Connecting to raw.githubusercontent.com (raw.githubusercontent.com)|2606:50c0:8001::154|:443... connected.
HTTP request sent, awaiting response... 200 OK
Length: 1260185 (1.2M) [application/octet-stream]
Saving to: ‘data/10q/uber_10q_march_2022.pdf’

data/10q/uber_10q_m 100%[===================>]   1.20M  --.-KB/s    in 0.09s   

2024-01-26 20:09:25 (13.4 MB/s) - ‘data/10q/uber_10q_march_2022.pdf’ saved [1260185/1260185]

--2024-01-26 20:09:26--  https://raw.githubusercontent.com/run-llama/llama_index/main/docs/examples/data/10q/uber_10q_june_2022.pdf
Resolving raw.githubusercontent.com (raw.githubusercontent.com)... 2606:50c0:8001::154, 2606:50c0:8003::154, 2606:50c0:8002::154, ...
Connecting to raw.githubusercontent.com (raw.githubusercontent.com)|2606:50c0:8001::154|:443... connected.
HTTP request sent, awaiting response... 200 OK
Length: 1238483 (1.2M) [application/octet-stream]
Saving to: ‘data/10q/uber_10q_june_2022.pdf’

data/10q/uber_10q_j 100%[===================>]   1.18M  --.-KB/s    in 0.09s   

2024-01-26 20:09:26 (12.7 MB/s) - ‘data/10q/uber_10q_june_2022.pdf’ saved [1238483/1238483]

--2024-01-26 20:09:26--  https://raw.githubusercontent.com/run-llama/llama_index/main/docs/examples/data/10q/uber_10q_sept_2022.pdf
Resolving raw.githubusercontent.com (raw.githubusercontent.com)... 2606:50c0:8001::154, 2606:50c0:8003::154, 2606:50c0:8002::154, ...
Connecting to raw.githubusercontent.com (raw.githubusercontent.com)|2606:50c0:8001::154|:443... connected.
HTTP request sent, awaiting response... 200 OK
Length: 1178622 (1.1M) [application/octet-stream]
Saving to: ‘data/10q/uber_10q_sept_2022.pdf’

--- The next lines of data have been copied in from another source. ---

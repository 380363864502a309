//! BB84 key exchange.
//!
//! The sender picks a random message bit and a random basis (Z or X),
//! prepares one qubit accordingly, and the receiver measures it in a basis
//! of their own choosing. Rounds where the two bases agree contribute the
//! message bit to the shared key; the rest are discarded.

use qsim_device::{DeviceResult, QuantumDevice, Qubit};
use tracing::{debug, info};

use crate::qrng::random_bit;

/// Encode `message` on `q`; `basis == true` selects the X basis.
pub fn prepare_message_qubit<Q: Qubit>(message: bool, basis: bool, q: &Q) -> DeviceResult<()> {
    if message {
        q.x()?;
    }
    if basis {
        q.h()?;
    }
    Ok(())
}

/// Measure `q` in the given basis and reset it.
pub fn measure_message_qubit<Q: Qubit>(basis: bool, q: &Q) -> DeviceResult<bool> {
    if basis {
        q.h()?;
    }
    let result = q.measure()?;
    q.reset()?;
    Ok(result)
}

/// Everything both parties know after one round.
#[derive(Debug, Clone, Copy, PartialEq, Eq)]
pub struct Exchange {
    /// Bit the sender encoded.
    pub message: bool,
    /// Sender's basis; `true` is X.
    pub basis: bool,
    /// Bit the receiver measured.
    pub received: bool,
    /// Receiver's basis; `true` is X.
    pub receiver_basis: bool,
}

impl Exchange {
    /// Whether this round survives sifting.
    pub fn bases_match(&self) -> bool {
        self.basis == self.receiver_basis
    }
}

/// Run one round: random bits come from `sender`, the receiver's basis
/// from `receiver`, and the message qubit lives on `sender`.
pub fn send_single_bit<S, R>(sender: &S, receiver: &R) -> DeviceResult<Exchange>
where
    S: QuantumDevice,
    R: QuantumDevice,
{
    let message = random_bit(sender)?;
    let basis = random_bit(sender)?;
    let receiver_basis = random_bit(receiver)?;

    let received = sender.using_qubit(|q| {
        prepare_message_qubit(message, basis, q)?;
        measure_message_qubit(receiver_basis, q)
    })?;

    Ok(Exchange {
        message,
        basis,
        received,
        receiver_basis,
    })
}

/// Sifted key produced by [`simulate_bb84`].
#[derive(Debug, Clone, PartialEq, Eq)]
pub struct Bb84Key {
    /// Key bits, as held by the sender.
    pub bits: Vec<bool>,
    /// Rounds spent, including discarded ones.
    pub iterations: usize,
    /// Sifted rounds where the receiver's bit disagreed with the sender's.
    pub errors: usize,
}

impl Bb84Key {
    /// Fraction of sifted rounds that disagreed.
    pub fn error_rate(&self) -> f64 {
        if self.bits.is_empty() {
            0.0
        } else {
            self.errors as f64 / self.bits.len() as f64
        }
    }
}

/// Repeat rounds until `n_bits` key bits have been sifted.
pub fn simulate_bb84<S, R>(sender: &S, receiver: &R, n_bits: usize) -> DeviceResult<Bb84Key>
where
    S: QuantumDevice,
    R: QuantumDevice,
{
    let mut bits = Vec::with_capacity(n_bits);
    let mut iterations = 0;
    let mut errors = 0;

    while bits.len() < n_bits {
        let exchange = send_single_bit(sender, receiver)?;
        iterations += 1;
        if exchange.bases_match() {
            if exchange.received != exchange.message {
                errors += 1;
            }
            bits.push(exchange.message);
        } else {
            debug!(round = iterations, "bases differ, round discarded");
        }
    }

    info!(n_bits, iterations, errors, "bb84 key established");
    Ok(Bb84Key {
        bits,
        iterations,
        errors,
    })
}

/// One-time pad: XOR `message` with `key`, truncated to the shorter.
pub fn encrypt(message: &[bool], key: &[bool]) -> Vec<bool> {
    message.iter().zip(key).map(|(m, k)| m ^ k).collect()
}

/// Hex rendering of a big-endian bit string, e.g. `0x1f`.
///
/// Leading zero nibbles are dropped; an empty or all-zero input gives
/// `0x0`.
pub fn bits_to_hex(bits: &[bool]) -> String {
    let pad = (4 - bits.len() % 4) % 4;
    let padded: Vec<bool> = std::iter::repeat_n(false, pad)
        .chain(bits.iter().copied())
        .collect();

    let digits: String = padded
        .chunks(4)
        .map(|nibble| {
            let value = nibble
                .iter()
                .fold(0u32, |acc, &b| (acc << 1) | u32::from(b));
            char::from_digit(value, 16).unwrap_or('0')
        })
        .skip_while(|&c| c == '0')
        .collect();

    if digits.is_empty() {
        "0x0".to_string()
    } else {
        format!("0x{digits}")
    }
}

#[cfg(test)]
mod tests {
    use super::*;

    fn bits(s: &str) -> Vec<bool> {
        s.chars().map(|c| c == '1').collect()
    }

    #[test]
    fn test_bits_to_hex() {
        assert_eq!(bits_to_hex(&bits("11111")), "0x1f");
        assert_eq!(bits_to_hex(&bits("1010")), "0xa");
        assert_eq!(bits_to_hex(&bits("00001")), "0x1");
        assert_eq!(bits_to_hex(&bits("0000")), "0x0");
        assert_eq!(bits_to_hex(&[]), "0x0");
    }

    #[test]
    fn test_encrypt_is_involution() {
        let message = bits("110110000011");
        let key = bits("011100101110");
        let cipher = encrypt(&message, &key);
        assert_ne!(cipher, message);
        assert_eq!(encrypt(&cipher, &key), message);
    }

    #[test]
    fn test_encrypt_truncates_to_key() {
        assert_eq!(encrypt(&bits("111"), &bits("10")), bits("01"));
    }

    #[test]
    fn test_exchange_sifting() {
        let round = Exchange {
            message: true,
            basis: true,
            received: true,
            receiver_basis: false,
        };
        assert!(!round.bases_match());
    }
}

data/10q/uber_10q_s 100%[===================>]   1.12M  --.-KB/s    in 0.06s   

2024-01-26 20:09:27 (19.9 MB/s) - ‘data/10q/uber_10q_sept_2022.pdf’ saved [1178622/1178622]

Load data#

march_2022 = SimpleDirectoryReader(
    input_files=["./data/10q/uber_10q_march_2022.pdf"]
).load_data()
june_2022 = SimpleDirectoryReader(
    input_files=["./data/10q/uber_10q_june_2022.pdf"]
).load_data()
sept_2022 = SimpleDirectoryReader(
    input_files=["./data/10q/uber_10q_sept_2022.pdf"]
).load_data()

Build indices#

We build a vector index / query engine over each of the documents (March, June, September).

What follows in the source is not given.